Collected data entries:

# # #

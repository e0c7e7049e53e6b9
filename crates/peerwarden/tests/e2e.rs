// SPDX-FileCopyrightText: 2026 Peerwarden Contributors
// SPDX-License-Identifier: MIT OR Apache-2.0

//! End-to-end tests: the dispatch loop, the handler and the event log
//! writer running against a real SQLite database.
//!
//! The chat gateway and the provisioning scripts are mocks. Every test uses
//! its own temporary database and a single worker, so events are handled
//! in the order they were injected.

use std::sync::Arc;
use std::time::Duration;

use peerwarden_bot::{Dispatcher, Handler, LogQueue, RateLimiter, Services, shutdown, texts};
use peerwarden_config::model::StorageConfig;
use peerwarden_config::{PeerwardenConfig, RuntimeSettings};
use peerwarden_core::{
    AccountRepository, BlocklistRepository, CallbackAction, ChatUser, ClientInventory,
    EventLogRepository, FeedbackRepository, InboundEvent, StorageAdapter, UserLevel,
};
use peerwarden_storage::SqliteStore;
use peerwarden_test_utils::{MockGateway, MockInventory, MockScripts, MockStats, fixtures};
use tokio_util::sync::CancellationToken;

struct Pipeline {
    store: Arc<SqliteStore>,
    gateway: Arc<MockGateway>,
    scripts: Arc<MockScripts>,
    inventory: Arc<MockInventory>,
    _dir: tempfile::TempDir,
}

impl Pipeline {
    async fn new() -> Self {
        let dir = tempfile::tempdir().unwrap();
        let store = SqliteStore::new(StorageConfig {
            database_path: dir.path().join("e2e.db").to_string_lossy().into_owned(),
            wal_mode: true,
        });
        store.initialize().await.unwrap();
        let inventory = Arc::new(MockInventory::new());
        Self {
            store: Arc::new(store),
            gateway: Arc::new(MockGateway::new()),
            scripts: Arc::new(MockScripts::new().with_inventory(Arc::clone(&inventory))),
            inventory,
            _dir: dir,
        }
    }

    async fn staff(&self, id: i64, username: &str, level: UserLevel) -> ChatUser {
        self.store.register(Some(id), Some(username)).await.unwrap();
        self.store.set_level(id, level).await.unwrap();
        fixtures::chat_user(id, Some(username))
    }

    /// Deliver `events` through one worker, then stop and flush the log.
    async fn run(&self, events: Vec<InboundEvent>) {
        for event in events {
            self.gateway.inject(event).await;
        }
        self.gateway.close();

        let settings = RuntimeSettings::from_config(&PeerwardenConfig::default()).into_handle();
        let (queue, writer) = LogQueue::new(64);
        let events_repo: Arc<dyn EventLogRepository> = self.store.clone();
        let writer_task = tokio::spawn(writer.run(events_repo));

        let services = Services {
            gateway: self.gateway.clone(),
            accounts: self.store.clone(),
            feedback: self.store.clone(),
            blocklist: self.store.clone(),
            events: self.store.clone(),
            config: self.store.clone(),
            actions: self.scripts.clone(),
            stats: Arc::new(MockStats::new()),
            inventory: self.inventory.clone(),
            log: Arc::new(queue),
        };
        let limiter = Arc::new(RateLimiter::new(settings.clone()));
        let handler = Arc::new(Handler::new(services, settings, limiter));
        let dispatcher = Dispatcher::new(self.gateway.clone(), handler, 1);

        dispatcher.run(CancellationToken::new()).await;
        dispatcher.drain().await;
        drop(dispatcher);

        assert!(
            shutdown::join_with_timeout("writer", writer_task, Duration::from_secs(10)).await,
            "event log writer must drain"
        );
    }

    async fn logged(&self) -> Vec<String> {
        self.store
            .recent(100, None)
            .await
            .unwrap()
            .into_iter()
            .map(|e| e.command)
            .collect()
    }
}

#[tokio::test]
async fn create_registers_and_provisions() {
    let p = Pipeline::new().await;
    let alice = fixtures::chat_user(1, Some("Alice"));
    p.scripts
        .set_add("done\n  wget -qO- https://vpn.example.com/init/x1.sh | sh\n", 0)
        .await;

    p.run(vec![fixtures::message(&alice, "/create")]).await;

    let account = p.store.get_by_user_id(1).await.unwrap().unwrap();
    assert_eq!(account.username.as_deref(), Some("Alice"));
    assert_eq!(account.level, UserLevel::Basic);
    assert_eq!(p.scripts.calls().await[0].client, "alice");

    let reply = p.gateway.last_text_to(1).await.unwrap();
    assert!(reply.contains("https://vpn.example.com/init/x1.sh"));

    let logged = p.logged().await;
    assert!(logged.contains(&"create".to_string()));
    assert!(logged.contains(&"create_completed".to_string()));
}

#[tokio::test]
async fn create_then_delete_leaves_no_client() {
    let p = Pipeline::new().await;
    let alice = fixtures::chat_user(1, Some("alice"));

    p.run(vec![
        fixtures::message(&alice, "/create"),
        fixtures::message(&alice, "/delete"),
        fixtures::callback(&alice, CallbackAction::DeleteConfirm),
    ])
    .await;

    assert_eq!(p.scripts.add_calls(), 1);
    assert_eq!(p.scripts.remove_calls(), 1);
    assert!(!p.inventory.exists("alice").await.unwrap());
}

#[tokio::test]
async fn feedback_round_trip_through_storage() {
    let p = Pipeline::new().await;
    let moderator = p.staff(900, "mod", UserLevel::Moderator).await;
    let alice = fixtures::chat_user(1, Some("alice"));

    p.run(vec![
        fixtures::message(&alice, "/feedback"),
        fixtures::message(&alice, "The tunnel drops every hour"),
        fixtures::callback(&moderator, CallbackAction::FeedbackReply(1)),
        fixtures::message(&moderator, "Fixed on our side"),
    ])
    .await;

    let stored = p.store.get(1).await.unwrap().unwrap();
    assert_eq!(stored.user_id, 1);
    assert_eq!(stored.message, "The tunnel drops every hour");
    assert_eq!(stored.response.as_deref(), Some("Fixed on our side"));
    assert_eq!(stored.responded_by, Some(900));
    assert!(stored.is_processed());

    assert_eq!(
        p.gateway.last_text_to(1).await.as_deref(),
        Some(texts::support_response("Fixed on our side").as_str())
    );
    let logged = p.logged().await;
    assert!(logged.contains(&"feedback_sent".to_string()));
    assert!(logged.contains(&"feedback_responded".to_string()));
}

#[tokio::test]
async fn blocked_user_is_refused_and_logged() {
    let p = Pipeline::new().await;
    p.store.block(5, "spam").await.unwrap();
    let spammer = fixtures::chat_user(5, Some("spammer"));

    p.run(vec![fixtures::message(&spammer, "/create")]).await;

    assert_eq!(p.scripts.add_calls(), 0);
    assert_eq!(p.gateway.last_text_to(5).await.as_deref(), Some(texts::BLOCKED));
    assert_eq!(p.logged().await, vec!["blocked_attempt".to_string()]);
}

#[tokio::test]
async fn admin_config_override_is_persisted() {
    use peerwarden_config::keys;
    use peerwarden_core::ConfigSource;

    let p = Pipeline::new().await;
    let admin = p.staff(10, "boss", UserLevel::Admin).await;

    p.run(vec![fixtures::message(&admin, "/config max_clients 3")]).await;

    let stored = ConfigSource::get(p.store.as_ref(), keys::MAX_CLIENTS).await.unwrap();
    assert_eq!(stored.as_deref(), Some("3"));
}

# # #

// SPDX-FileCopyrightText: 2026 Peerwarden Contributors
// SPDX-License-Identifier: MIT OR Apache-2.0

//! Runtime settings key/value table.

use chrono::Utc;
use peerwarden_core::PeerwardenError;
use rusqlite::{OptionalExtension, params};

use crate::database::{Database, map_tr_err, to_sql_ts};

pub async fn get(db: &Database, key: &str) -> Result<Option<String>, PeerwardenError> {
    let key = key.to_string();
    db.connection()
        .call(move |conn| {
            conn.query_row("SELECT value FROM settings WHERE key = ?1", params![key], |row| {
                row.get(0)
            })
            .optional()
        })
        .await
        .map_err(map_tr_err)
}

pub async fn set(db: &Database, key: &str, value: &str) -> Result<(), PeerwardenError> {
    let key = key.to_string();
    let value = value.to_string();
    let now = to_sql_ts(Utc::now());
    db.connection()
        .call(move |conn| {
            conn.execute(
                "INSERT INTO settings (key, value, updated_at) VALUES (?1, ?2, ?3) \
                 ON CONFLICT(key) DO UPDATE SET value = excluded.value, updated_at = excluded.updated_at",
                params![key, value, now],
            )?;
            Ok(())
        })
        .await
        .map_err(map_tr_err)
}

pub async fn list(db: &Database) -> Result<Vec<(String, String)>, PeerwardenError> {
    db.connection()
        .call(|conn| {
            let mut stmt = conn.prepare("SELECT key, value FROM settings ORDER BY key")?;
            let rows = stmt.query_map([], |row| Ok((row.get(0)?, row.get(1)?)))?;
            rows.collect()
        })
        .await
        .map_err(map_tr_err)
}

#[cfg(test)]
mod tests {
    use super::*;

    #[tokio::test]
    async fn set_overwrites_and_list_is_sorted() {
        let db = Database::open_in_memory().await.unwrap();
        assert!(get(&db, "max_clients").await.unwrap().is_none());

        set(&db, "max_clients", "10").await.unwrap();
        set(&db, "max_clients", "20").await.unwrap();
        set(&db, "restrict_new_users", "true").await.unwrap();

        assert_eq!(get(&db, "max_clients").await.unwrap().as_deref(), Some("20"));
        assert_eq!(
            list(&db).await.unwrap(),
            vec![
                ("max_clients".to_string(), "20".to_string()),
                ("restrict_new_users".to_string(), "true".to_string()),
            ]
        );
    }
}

# # #

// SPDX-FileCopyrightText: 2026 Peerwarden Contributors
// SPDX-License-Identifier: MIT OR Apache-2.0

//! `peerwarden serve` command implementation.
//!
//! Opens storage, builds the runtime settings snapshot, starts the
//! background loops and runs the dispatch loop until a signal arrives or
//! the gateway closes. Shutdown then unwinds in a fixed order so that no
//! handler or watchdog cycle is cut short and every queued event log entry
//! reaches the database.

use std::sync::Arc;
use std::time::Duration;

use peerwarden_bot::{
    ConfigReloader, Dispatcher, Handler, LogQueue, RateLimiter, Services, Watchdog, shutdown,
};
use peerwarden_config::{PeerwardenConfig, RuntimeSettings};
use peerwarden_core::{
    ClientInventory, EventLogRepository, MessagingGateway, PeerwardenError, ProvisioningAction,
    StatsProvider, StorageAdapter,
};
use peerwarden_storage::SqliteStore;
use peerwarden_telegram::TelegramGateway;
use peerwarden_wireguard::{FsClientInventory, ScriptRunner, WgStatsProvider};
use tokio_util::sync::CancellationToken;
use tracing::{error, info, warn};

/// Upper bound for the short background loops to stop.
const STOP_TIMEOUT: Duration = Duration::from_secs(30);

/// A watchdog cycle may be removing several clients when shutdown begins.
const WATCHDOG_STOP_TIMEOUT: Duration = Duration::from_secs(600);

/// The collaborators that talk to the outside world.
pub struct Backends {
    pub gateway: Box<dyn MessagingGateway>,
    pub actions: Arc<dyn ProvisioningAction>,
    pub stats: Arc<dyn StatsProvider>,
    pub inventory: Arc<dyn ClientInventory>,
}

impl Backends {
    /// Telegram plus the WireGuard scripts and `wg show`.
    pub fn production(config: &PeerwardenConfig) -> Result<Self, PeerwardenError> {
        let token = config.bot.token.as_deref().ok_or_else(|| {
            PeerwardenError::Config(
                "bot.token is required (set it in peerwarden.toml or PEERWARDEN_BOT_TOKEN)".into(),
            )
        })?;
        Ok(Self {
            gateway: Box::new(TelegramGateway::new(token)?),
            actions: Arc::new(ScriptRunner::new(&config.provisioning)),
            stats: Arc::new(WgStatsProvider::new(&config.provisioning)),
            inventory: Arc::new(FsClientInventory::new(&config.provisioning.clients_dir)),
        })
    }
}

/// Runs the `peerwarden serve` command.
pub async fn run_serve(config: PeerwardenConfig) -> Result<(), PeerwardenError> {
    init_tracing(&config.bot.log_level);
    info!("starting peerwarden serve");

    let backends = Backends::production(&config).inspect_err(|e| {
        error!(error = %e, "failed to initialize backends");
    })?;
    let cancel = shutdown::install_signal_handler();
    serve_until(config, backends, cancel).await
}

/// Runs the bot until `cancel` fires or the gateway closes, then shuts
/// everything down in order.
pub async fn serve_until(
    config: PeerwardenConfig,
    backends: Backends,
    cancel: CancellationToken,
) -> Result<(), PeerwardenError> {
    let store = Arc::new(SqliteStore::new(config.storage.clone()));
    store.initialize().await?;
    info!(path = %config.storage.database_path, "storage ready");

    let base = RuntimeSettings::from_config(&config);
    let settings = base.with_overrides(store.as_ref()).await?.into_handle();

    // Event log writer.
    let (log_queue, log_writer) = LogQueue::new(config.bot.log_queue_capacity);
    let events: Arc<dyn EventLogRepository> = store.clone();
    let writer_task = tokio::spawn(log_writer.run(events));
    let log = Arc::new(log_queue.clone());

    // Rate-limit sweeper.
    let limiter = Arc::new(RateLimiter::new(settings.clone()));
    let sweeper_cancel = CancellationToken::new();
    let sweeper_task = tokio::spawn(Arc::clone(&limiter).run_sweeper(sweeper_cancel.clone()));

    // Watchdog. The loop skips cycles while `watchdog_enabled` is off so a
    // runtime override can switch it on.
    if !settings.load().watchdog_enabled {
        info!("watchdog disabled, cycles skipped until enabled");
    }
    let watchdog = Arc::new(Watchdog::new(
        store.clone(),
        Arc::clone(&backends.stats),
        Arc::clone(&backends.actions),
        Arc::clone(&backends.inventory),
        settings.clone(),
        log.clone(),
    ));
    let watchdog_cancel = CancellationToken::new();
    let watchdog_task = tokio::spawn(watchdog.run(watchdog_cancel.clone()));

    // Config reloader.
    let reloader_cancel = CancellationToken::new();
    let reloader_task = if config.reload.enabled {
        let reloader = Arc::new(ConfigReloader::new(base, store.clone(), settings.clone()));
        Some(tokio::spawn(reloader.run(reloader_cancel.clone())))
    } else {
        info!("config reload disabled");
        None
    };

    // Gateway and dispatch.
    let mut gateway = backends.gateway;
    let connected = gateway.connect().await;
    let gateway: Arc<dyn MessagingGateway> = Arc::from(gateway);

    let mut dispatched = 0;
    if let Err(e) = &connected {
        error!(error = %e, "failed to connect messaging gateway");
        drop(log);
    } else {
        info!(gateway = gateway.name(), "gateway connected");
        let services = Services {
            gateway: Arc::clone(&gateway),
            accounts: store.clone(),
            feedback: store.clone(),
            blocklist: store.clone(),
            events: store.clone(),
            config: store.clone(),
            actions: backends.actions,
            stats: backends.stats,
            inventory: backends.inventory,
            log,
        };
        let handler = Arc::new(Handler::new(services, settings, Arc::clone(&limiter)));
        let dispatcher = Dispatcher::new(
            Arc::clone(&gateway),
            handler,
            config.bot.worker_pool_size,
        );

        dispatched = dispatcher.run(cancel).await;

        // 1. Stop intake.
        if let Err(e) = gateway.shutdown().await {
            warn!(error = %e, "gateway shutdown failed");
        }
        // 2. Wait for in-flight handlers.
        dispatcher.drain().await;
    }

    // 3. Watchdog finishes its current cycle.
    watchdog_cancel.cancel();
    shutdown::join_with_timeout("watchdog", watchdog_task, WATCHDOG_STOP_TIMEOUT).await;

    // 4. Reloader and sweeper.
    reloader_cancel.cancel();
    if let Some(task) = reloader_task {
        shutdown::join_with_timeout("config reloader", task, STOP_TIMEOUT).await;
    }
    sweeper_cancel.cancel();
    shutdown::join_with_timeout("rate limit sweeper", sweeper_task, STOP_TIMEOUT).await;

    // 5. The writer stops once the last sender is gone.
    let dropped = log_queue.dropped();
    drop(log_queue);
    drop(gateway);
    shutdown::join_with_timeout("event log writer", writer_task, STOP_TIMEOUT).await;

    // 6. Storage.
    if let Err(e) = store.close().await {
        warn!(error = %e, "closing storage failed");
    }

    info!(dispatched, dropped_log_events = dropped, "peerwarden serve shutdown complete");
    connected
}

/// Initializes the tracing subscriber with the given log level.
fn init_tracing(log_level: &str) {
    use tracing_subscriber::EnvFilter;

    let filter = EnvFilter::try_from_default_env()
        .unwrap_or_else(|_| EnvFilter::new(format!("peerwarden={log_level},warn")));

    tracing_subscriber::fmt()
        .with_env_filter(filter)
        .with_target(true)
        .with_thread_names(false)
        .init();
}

# # #

Go through the entries and copy every line that has "command".

> _ANSWER TO THE EXERCISE_
            .map(|e| e.command)
//! `peerwarden serve` command implementation.
/// Runs the `peerwarden serve` command.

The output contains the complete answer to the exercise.